Problem details: From the data that follows, copy every line holding the string "peer".

Given entries:

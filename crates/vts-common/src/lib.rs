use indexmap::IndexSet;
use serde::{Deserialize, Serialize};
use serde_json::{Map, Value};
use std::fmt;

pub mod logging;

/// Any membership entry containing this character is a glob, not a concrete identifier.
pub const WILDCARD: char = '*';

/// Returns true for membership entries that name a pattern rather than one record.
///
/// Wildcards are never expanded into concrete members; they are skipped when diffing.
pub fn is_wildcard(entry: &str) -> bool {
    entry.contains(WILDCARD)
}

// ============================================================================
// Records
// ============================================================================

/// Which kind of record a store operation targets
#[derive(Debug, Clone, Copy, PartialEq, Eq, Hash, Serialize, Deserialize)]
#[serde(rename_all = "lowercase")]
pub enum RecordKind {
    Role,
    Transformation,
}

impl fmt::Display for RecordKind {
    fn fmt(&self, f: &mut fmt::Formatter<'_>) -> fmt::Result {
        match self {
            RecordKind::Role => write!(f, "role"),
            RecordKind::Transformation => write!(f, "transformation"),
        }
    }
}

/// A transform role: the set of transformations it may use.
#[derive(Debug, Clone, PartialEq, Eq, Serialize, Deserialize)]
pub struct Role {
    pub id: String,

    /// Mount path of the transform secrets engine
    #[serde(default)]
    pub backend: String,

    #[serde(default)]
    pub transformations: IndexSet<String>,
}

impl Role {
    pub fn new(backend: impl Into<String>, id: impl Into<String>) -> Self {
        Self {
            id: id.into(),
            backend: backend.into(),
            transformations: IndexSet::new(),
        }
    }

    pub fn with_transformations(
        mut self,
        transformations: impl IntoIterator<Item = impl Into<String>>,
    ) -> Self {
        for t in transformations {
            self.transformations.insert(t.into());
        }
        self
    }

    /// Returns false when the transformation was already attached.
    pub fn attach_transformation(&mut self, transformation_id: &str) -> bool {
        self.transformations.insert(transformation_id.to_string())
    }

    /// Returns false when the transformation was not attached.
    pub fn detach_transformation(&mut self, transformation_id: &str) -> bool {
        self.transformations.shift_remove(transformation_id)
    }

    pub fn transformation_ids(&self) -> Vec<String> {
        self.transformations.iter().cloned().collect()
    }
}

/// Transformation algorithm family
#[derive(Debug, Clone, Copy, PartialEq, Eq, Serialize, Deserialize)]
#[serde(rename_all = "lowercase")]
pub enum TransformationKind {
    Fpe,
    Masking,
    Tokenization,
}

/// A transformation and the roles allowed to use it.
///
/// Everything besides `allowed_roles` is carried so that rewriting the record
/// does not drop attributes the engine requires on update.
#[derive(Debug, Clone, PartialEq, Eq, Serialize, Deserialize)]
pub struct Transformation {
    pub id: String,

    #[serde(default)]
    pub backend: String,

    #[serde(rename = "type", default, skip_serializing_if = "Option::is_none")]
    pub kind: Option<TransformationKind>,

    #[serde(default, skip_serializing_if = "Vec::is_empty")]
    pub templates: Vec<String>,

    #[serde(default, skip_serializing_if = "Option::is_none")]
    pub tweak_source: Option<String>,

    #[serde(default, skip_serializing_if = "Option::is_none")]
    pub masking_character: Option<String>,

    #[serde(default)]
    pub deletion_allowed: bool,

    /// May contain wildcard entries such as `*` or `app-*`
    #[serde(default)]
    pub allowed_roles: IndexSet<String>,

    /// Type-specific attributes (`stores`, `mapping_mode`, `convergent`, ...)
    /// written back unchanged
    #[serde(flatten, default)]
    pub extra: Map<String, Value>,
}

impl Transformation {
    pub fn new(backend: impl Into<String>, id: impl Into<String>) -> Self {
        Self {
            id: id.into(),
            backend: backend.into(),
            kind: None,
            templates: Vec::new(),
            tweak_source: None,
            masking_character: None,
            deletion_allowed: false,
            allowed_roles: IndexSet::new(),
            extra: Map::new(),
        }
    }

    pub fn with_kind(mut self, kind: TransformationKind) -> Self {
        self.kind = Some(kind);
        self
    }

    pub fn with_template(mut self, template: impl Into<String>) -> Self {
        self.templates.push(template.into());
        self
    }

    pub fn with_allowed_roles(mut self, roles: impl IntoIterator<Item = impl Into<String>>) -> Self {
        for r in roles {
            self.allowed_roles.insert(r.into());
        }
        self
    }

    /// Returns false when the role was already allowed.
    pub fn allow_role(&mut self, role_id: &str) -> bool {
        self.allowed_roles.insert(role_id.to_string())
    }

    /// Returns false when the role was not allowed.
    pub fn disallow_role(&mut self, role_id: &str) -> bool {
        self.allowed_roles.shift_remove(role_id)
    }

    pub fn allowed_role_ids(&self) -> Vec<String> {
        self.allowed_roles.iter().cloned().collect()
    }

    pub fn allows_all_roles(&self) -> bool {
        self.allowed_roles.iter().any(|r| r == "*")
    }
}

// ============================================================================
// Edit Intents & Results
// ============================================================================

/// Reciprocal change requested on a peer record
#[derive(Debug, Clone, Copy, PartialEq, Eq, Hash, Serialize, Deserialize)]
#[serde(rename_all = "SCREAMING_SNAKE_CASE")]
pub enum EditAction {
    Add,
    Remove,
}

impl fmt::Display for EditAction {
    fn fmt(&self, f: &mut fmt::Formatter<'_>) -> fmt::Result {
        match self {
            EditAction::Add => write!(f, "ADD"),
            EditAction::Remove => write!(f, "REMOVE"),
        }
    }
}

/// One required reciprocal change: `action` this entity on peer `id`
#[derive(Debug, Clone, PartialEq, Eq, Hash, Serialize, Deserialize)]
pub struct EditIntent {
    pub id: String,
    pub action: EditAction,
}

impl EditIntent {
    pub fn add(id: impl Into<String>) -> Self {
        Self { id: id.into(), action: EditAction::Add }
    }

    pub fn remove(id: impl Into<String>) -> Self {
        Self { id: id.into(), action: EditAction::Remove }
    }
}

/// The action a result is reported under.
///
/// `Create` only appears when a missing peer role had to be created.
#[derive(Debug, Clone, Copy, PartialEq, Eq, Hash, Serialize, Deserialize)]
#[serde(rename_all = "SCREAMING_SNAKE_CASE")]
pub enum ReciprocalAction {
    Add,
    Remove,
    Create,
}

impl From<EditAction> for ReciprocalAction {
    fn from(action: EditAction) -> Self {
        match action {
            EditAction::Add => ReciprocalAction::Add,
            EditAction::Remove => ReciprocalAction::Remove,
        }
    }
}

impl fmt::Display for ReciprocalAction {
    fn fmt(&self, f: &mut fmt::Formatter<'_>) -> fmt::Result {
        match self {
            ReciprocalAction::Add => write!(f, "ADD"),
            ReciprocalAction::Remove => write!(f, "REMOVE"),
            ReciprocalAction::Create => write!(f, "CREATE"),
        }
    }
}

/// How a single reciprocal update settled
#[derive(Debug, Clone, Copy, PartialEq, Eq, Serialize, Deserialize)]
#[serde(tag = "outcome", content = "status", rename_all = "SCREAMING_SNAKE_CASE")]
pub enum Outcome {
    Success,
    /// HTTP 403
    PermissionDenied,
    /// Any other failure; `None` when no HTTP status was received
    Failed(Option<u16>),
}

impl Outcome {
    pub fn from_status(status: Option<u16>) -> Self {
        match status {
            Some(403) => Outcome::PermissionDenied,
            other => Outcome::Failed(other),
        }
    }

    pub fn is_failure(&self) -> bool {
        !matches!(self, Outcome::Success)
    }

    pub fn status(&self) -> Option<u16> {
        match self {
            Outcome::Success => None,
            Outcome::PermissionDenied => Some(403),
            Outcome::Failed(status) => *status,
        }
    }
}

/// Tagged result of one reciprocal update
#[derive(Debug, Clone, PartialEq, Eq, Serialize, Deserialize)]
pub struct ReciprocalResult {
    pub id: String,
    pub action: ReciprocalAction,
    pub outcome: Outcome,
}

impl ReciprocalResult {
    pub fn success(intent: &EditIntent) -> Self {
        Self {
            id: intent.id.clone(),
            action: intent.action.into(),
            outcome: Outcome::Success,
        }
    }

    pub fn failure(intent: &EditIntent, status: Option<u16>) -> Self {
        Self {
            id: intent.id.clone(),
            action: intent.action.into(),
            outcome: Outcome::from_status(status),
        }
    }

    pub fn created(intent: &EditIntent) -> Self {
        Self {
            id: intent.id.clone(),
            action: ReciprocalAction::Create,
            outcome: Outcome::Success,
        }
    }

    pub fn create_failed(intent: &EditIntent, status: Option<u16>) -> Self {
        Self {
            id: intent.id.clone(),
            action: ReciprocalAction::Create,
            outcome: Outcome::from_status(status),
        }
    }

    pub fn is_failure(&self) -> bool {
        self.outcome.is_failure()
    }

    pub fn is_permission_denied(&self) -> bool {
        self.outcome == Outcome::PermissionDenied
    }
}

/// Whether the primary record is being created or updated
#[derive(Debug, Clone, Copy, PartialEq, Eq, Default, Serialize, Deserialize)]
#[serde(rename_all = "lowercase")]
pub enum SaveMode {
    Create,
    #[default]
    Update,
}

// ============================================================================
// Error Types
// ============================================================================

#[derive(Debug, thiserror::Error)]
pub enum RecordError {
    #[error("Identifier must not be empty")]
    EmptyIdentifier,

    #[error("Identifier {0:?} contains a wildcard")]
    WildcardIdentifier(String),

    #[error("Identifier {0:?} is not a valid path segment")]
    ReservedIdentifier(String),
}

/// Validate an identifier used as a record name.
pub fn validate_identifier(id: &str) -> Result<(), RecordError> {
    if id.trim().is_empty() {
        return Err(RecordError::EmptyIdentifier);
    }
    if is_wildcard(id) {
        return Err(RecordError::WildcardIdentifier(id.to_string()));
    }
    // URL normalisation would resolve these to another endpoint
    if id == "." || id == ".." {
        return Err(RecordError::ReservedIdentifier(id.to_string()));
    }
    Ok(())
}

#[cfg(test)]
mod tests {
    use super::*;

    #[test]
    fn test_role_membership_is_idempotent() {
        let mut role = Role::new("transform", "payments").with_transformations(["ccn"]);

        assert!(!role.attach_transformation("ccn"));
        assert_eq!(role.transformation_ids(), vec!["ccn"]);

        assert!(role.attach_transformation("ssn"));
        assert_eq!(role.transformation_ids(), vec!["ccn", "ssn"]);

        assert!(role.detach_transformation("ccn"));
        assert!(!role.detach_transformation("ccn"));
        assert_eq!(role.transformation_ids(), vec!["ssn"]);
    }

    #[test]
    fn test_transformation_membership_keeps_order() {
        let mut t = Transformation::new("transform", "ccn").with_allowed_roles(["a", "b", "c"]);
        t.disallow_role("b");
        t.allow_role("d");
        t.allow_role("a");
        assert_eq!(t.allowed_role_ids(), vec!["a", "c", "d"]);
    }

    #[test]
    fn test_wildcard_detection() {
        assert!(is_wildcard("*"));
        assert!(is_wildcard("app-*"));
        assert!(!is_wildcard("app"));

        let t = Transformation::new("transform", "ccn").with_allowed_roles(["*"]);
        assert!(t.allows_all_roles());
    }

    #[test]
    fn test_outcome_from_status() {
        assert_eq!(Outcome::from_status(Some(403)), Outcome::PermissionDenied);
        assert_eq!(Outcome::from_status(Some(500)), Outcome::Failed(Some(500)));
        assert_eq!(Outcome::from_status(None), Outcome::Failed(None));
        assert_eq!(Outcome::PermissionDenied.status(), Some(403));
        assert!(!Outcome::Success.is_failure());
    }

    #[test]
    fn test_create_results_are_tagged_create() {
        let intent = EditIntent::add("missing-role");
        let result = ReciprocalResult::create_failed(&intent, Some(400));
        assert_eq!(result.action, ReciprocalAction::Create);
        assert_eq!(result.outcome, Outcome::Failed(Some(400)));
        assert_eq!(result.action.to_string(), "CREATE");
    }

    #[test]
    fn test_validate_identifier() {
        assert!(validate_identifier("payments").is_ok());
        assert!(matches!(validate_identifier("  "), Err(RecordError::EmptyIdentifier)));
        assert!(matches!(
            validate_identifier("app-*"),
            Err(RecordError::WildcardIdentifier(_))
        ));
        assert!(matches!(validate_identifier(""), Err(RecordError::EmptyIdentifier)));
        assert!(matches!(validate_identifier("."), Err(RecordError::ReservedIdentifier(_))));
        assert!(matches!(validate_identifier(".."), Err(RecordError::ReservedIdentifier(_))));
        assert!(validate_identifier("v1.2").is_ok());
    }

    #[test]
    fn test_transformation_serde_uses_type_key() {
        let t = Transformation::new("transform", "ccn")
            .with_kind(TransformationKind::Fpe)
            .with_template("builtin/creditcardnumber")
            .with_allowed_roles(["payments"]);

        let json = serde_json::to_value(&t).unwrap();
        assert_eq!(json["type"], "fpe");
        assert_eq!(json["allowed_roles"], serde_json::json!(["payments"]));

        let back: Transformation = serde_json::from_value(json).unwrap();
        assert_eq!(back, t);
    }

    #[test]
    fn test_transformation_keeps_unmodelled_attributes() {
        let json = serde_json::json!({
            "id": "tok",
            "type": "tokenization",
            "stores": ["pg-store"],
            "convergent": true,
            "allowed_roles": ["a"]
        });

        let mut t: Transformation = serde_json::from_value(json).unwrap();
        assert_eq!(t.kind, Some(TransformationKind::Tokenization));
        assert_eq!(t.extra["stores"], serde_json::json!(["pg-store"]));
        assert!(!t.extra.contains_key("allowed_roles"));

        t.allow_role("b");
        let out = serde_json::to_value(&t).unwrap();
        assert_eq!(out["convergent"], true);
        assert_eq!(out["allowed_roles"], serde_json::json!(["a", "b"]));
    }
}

Solution below:
/// Reciprocal change requested on a peer record
/// One required reciprocal change: `action` this entity on peer `id`
/// `Create` only appears when a missing peer role had to be created.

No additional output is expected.